# [Records from a dataset]
#[test]
fn test_lists() {
    let mapper = mapper();

    assert_eq!(map(&mapper, "list<int>", json!([1, "2", 3])), json!([1, 2, 3]));
    assert_eq!(map(&mapper, "string[]", json!(["a"])), json!(["a"]));
    assert_eq!(
        errors(mapper.map("non-empty-list<int>", json!([]))),
        [("$".to_string(), ErrorKind::EmptySequence)]
    );
    assert_eq!(
        errors(mapper.map("list<int>", json!({"a": 1}))),
        [("$".to_string(), ErrorKind::InvalidSequence)]
    );
    assert_eq!(
        errors(mapper.map("list<int>", json!([1, "x", 3, true]))),
        [
            ("$[1]".to_string(), ErrorKind::InvalidScalarValue),
            ("$[3]".to_string(), ErrorKind::InvalidScalarValue),
        ]
    );
}

#[test]
fn test_arrays_validate_keys() {
    let mapper = mapper();

    assert_eq!(
        map(&mapper, "array<string, int>", json!({"a": 1, "b": 2})),
        json!({"a": 1, "b": 2})
    );
    assert_eq!(
        errors(mapper.map("array<int, string>", json!({"1": "a", "b": "c"}))),
        [("$.b".to_string(), ErrorKind::InvalidKey)]
    );
    assert_eq!(
        errors(mapper.map("non-empty-array<int>", json!({}))),
        [("$".to_string(), ErrorKind::EmptySequence)]
    );
}

#[test]
fn test_shaped_array_optional_and_unexpected_keys() {
    let mapper = mapper();
    let shape = "array{a: int, b?: string}";

    assert_eq!(map(&mapper, shape, json!({"a": 1})), json!({"a": 1}));
    assert_eq!(map(&mapper, shape, json!({"a": 1, "b": "x"})), json!({"a": 1, "b": "x"}));
    assert_eq!(
        errors(mapper.map(shape, json!({"a": 1, "c": 2}))),
        [("$.c".to_string(), ErrorKind::UnexpectedKey)]
    );
    assert_eq!(
        errors(mapper.map(shape, json!({"b": "x"}))),
        [("$.a".to_string(), ErrorKind::MissingShapedField)]
    );
}

#[test]
fn test_unsealed_and_permissive_shapes_accept_extra_keys() {
    assert_eq!(
        map(&mapper(), "array{a: int, ...}", json!({"a": 1, "c": [2]})),
        json!({"a": 1, "c": [2]})
    );

    let permissive = mapper_with(MapperConfig::default().with_superfluous_keys(true));
    assert_eq!(
        map(&permissive, "array{a: int}", json!({"a": 1, "c": 2})),
        json!({"a": 1})
    );
    assert_eq!(map(&permissive, "Point", json!({"x": 1, "z": 2})), json!({"x": 1, "y": 0}));
}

# [WHAT THE TASK REQUIRES]
Pull every line holding "ErrorKind" out of the records.

# [WRITTEN SOLUTION]
        [("$".to_string(), ErrorKind::EmptySequence)]
        [("$".to_string(), ErrorKind::InvalidSequence)]
            ("$[1]".to_string(), ErrorKind::InvalidScalarValue),
            ("$[3]".to_string(), ErrorKind::InvalidScalarValue),
        [("$.b".to_string(), ErrorKind::InvalidKey)]
        [("$".to_string(), ErrorKind::EmptySequence)]
        [("$.c".to_string(), ErrorKind::UnexpectedKey)]
        [("$.a".to_string(), ErrorKind::MissingShapedField)]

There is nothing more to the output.